Enquanto isso, sonhando com Bali, Jeongguk dormia profundamente. O sono demorou a tomar-lhe o corpo depois do que fizera na noite anterior sem pensar muito. O fotógrafo, levantando-se e se ajeitando para ir até a ponte Roseman, sentia um amargor abstrato na boca ao pensar que não veria mais o homem tão peculiar que lhe fez companhia. Não queria que ele fosse só mais um detalhe em uma de suas histórias, mas duvidava que fosse se tornar isso ainda que tenham passado poucos momentos juntos.

Já vestido, desceu até a entrada do local e cumprimentou os funcionários que dispunham a mesa do café da manhã. Não era nada parecido com um hotel respeitável ou uma pousada, afinal, a pequena cidade não devia ter mais que 20 mil habitantes. A mesa oferecia pão, café, algumas frutas e um bolo de chocolate - que para ele já eram mais do que suficientes. Tomou seu café, amargo e forte, e comeu um pedaço de pão com manteiga. A comida não satisfaria outras vontades que rondavam sua mente, mas, por enquanto, era o que teria.

Agradeceu pelo café e saiu do prédio, dando de cara com mais um dia ensolarado e quente. Não havia nenhuma nuvem no céu. Seria meio incômodo passar o dia todo perambulando pela região enquanto fotografava pontes debaixo do sol quente, mas não tinha muito para onde correr, ainda mais agora que já não veria Jeongguk novamente. Suspirando, entrou na caminhonete velha de seu avô, fazendo o trajeto do dia anterior. Seguiu caminho para a ponte que lhe fez trilhar todo aquele trajeto, pensando nas possíveis fotos que poderia tirar hoje. Guiado pelo destino, sem saber, ia até a ponte Roseman.

(...)

O sol já não batia direto em sua janela. Jeongguk abriu os olhos, sonolento e aéreo, tentando se habituar ao ambiente não tão rotineiro assim e logo as lembranças do dia anterior bofetearam-lhe o rosto, acordando-o. Sentiu seu estômago embrulhar com o nervosismo e arregalou os olhos, ainda deitado, encarando o teto, pensando no que fizera. Olhou o relógio. 9h30. Vante já devia estar trabalhando.

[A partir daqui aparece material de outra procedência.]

use alloc::string::String;

use embedded_graphics::{
    geometry::Point,
    mono_font::{ascii, MonoFont},
    pixelcolor::Rgb888,
};

/// Font classes used by the diagrams, mapped onto fixed-size mono fonts.
#[derive(Debug, Clone, Copy, PartialEq, Eq)]
pub enum FontClass {
    Caption,
    Label,
    LabelBold,
    Italic,
    Heading,
    Title,
}

impl FontClass {
    pub fn font(self) -> &'static MonoFont<'static> {
        match self {
            FontClass::Caption => &ascii::FONT_5X8,
            FontClass::Label => &ascii::FONT_6X10,
            FontClass::LabelBold => &ascii::FONT_7X13_BOLD,
            FontClass::Italic => &ascii::FONT_6X13_ITALIC,
            FontClass::Heading => &ascii::FONT_9X15_BOLD,
            FontClass::Title => &ascii::FONT_10X20,
        }
    }
}

/// Horizontal anchor of a text primitive; text is always vertically centered.
#[derive(Debug, Clone, Copy, PartialEq, Eq)]
pub enum Anchor {
    Center,
    West,
    East,
}

#[derive(Debug, Clone, Copy, PartialEq, Eq, Default)]
pub struct ShapeStyle {
    pub fill: Option<Rgb888>,
    pub outline: Option<Rgb888>,
    pub stroke_width: u32,
}

impl ShapeStyle {
    pub const fn filled(fill: Rgb888) -> Self {
        Self {
            fill: Some(fill),
            outline: None,
            stroke_width: 0,
        }
    }

    pub const fn outlined(fill: Rgb888, outline: Rgb888) -> Self {
        Self {
            fill: Some(fill),
            outline: Some(outline),
            stroke_width: 1,
        }
    }

    pub const fn with_stroke_width(mut self, stroke_width: u32) -> Self {
        self.stroke_width = stroke_width;
        self
    }
}

/// One drawable element of a scene. Corner pairs may come in any order.
#[derive(Debug, Clone, PartialEq)]
pub enum Primitive {
    Rectangle {
        corner_a: Point,
        corner_b: Point,
        style: ShapeStyle,
    },
    Oval {
        corner_a: Point,
        corner_b: Point,
        style: ShapeStyle,
    },
    Line {
        start: Point,
        end: Point,
        color: Rgb888,
        width: u32,
        arrow: bool,
    },
    Text {
        position: Point,
        text: String,
        color: Rgb888,
        font: FontClass,
        anchor: Anchor,
    },
}

impl Primitive {
    pub fn rectangle(corner_a: Point, corner_b: Point, style: ShapeStyle) -> Self {
        Primitive::Rectangle {
            corner_a,
            corner_b,
            style,
        }
    }

    pub fn oval(corner_a: Point, corner_b: Point, style: ShapeStyle) -> Self {
        Primitive::Oval {
            corner_a,
            corner_b,
            style,
        }
    }

    /// Oval inscribed in the square of half-size `radius` around `center`.
    pub fn circle(center: Point, radius: i32, style: ShapeStyle) -> Self {
        let half = Point::new(radius, radius);
        Self::oval(center - half, center + half, style)
    }

    pub fn line(start: Point, end: Point, color: Rgb888, width: u32) -> Self {
        Primitive::Line {
            start,
            end,
            color,
            width,
            arrow: false,
        }
    }

    /// A line with an arrow head at `end`.
    pub fn arrow(start: Point, end: Point, color: Rgb888, width: u32) -> Self {
        Primitive::Line {
            start,
            end,
            color,
            width,
            arrow: true,
        }
    }

    pub fn text(
        position: Point,
        text: impl Into<String>,
        color: Rgb888,
        font: FontClass,
        anchor: Anchor,
    ) -> Self {
        Primitive::Text {
            position,
            text: text.into(),
            color,
            font,
            anchor,
        }
    }

    /// Moves the primitive down by `dy` pixels.
    pub fn offset_y(&mut self, dy: i32) {
        let delta = Point::new(0, dy);
        match self {
            Primitive::Rectangle {
                corner_a, corner_b, ..
            }
            | Primitive::Oval {
                corner_a, corner_b, ..
            } => {
                *corner_a += delta;
                *corner_b += delta;
            }
            Primitive::Line { start, end, .. } => {
                *start += delta;
                *end += delta;
            }
            Primitive::Text { position, .. } => *position += delta,
        }
    }
}

#[cfg(test)]
mod tests {
    use super::*;
    use embedded_graphics::pixelcolor::RgbColor;

    #[test]
    fn test_circle_bounds() {
        let p = Primitive::circle(Point::new(100, 50), 20, ShapeStyle::filled(Rgb888::BLACK));
        assert_eq!(
            p,
            Primitive::oval(
                Point::new(80, 30),
                Point::new(120, 70),
                ShapeStyle::filled(Rgb888::BLACK)
            )
        );
    }

    #[test]
    fn test_offset_y_moves_every_point() {
        let mut line = Primitive::arrow(Point::new(0, 0), Point::new(10, 10), Rgb888::RED, 2);
        line.offset_y(-5);
        assert_eq!(
            line,
            Primitive::arrow(Point::new(0, -5), Point::new(10, 5), Rgb888::RED, 2)
        );

        let mut text = Primitive::text(
            Point::new(3, 4),
            "Root",
            Rgb888::WHITE,
            FontClass::Label,
            Anchor::West,
        );
        text.offset_y(10);
        match text {
            Primitive::Text { position, .. } => assert_eq!(position, Point::new(3, 14)),
            other => panic!("unexpected primitive {other:?}"),
        }
    }
}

Pensou em seu rosto. No formato perfeito e simétrico com que seus lábios, olhos e nariz eram dispostos na face bela e morena. No triângulo que a pinta no nariz, boca e linha d'água formavam. No entusiasmo que ele contava suas histórias e na paixão que exalava de si ao falar sobre seu trabalho. Na forma que ele tinha uma resposta para tudo na ponta da língua e como sua visão sobre o mundo era singular, tão diferente da de Jeongguk. No jeito que ele era livre e despreocupado. Ele era diferente de tudo que estava acostumado.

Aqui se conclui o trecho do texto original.